C’est le cardinal de Richelieu qui, par édit royal, établit en 1627 la compagnie des Cent Associés dont le but est à la fois commercial et missionnaire. Cet édit interdit toute émigration protestante en Nouvelle-France et accorde la «naturalité» française aux Amérindiens convertis et francisés. La compagnie des Cent Associés doit favoriser le passage de missionnaires et de colons de manière à développer la colonie naissante.

Si les récollets et les jésuites ont été originellement invités, au début du siècle, à participer au travail d’évangélisation (avec les capucins en Acadie), seuls les jésuites (et les capucins, toujours en Acadie) reviennent en 1632, après le départ des Anglais.
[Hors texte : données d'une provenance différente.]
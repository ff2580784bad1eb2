//! Metrics collection and exposition.
//!
//! # Metrics
//! - `http_host_registrations_total` (counter): handlers registered
//! - `http_host_lifecycle_transitions_total` (counter): transitions by target state
//! - `http_host_requests_total` (counter): dispatched requests by route, status
//! - `http_host_request_duration_seconds` (histogram): dispatch latency by route

use std::net::SocketAddr;
use std::time::Instant;

use metrics_exporter_prometheus::{BuildError, PrometheusBuilder};

use crate::lifecycle::HostLifecycleState;

/// Install the Prometheus recorder and its scrape endpoint.
///
/// Must be called from within a Tokio runtime.
pub fn init_metrics(addr: SocketAddr) -> Result<(), BuildError> {
    PrometheusBuilder::new().with_http_listener(addr).install()?;
    tracing::info!(address = %addr, "Metrics endpoint listening");
    Ok(())
}

pub fn record_registration() {
    metrics::counter!("http_host_registrations_total").increment(1);
}

pub fn record_transition(state: HostLifecycleState) {
    metrics::counter!("http_host_lifecycle_transitions_total", "state" => state.as_str()).increment(1);
}

/// Record a dispatched request; `route` is `"none"` when nothing matched.
pub fn record_request(route: &str, status: u16, start_time: Instant) {
    let route = if route.is_empty() { "/" } else { route }.to_string();
    metrics::counter!(
        "http_host_requests_total",
        "route" => route.clone(),
        "status" => status.to_string()
    )
    .increment(1);
    metrics::histogram!("http_host_request_duration_seconds", "route" => route)
        .record(start_time.elapsed().as_secs_f64());
}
Ce retour, la compagnie de Jésus le doit à ses appuis à la cour: Richelieu, le père Joseph, et à un de leurs amis et futur gouverneur de Québec: Jean de Lauzon, administrateur de la compagnie des Cent Associés.

Ce monopole religieux par les jésuites doit être vu dans le contexte d’une Église naissante qui cherche à se développer au moyen de la conversion de la population indigène et par l’installation de colons « de bonne vie », de bonnes mœurs.3 Toute une mystique missionnaire d’une nouvelle « Église primitive » devant favoriser l’établissement d’une « ‘Jérusalem bénite de Dieu, [et] composée de citoyens destinés pour le Ciel’ » (Deslandres 287) est ainsi mise en avant.
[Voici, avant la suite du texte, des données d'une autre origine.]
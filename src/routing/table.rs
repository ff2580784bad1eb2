//! Route table handed to the engine at start.

use std::sync::Arc;

use crate::http::SharedHandler;
use crate::routing::path::RouteKey;
use crate::routing::registry::RegistrySnapshot;

/// One `(route key, handler)` pair in precedence order.
#[derive(Clone)]
pub struct RouteEntry {
    pub key: RouteKey,
    pub handler: SharedHandler,
}

impl std::fmt::Debug for RouteEntry {
    fn fmt(&self, f: &mut std::fmt::Formatter<'_>) -> std::fmt::Result {
        f.debug_struct("RouteEntry").field("key", &self.key.as_str()).finish()
    }
}

/// Immutable, ordered route table.
///
/// Entries appear in snapshot order (larger keys first) and, within a key,
/// in registration order. Cloning shares the underlying entries.
#[derive(Debug, Clone)]
pub struct RouteTable {
    entries: Arc<[RouteEntry]>,
}

impl Default for RouteTable {
    fn default() -> Self {
        Self {
            entries: Arc::from(Vec::new()),
        }
    }
}

impl RouteTable {
    /// Flatten a registry snapshot into route table order.
    pub fn build(snapshot: &RegistrySnapshot) -> Self {
        let entries: Vec<RouteEntry> = snapshot
            .iter()
            .flat_map(|(key, handlers)| {
                handlers.iter().map(move |handler| RouteEntry {
                    key: key.clone(),
                    handler: Arc::clone(handler),
                })
            })
            .collect();
        Self {
            entries: entries.into(),
        }
    }

    /// Table from entries already in dispatch order.
    pub fn from_entries(entries: Vec<RouteEntry>) -> Self {
        Self {
            entries: entries.into(),
        }
    }

    pub fn entries(&self) -> &[RouteEntry] {
        &self.entries
    }

    pub fn iter(&self) -> std::slice::Iter<'_, RouteEntry> {
        self.entries.iter()
    }

    pub fn len(&self) -> usize {
        self.entries.len()
    }

    pub fn is_empty(&self) -> bool {
        self.entries.is_empty()
    }

    /// Entries whose key matches `path`, in dispatch order.
    pub fn candidates<'a>(&'a self, path: &'a str) -> impl Iterator<Item = &'a RouteEntry> + 'a {
        self.entries.iter().filter(move |entry| entry.key.matches(path))
    }
}

impl<'a> IntoIterator for &'a RouteTable {
    type Item = &'a RouteEntry;
    type IntoIter = std::slice::Iter<'a, RouteEntry>;

    fn into_iter(self) -> Self::IntoIter {
        self.iter()
    }
}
Cette « Église de mission » en terre hostile et inhospitalière (du fait de la menace iroquoise, des difficultés de la vie dans la nature, des longs hivers rigoureux) doit ainsi se donner les moyens de réussir: cela par un contrôle des populations française et amérindienne et un droit de regard sur la vie économique, politique et sociale. Tant qu’il n’y aura pas d’Église coloniale structurée dans un cadre diocésain, les jésuites chercheront à conserver leur influence sur la toute jeune colonie, non tant par goût du pouvoir que par pragmatisme religieux: le salut des âmes des Amérindiens, leur raison d’être en Nouvelle-France, est en jeu.

Comment s’affirme cette influence des missionnaires dans la vie de la colonie? En matière économique, les pères jésuites ont grandement aidé, en janvier 1645, à l’établissement de la Communauté des Habitants de la Nouvelle-France, une organisation qui permet aux directeurs de la Communauté de reprendre en main l’exploitation de la traite des fourrures très déficitaire dans le cadre de la Compagnie des Cent Associés, et permet aussi à la ville de Québec de bénéficier d’une partie des revenus de cette traite. Ce succès revient pour une bonne part aux jésuites, comme ils le rapportent dans leur Journal: cela s’est fait « agente regina & nobis impellentibus » (par le biais de l’action de la reine et sous notre impulsion) (Journal des Jésuites 4).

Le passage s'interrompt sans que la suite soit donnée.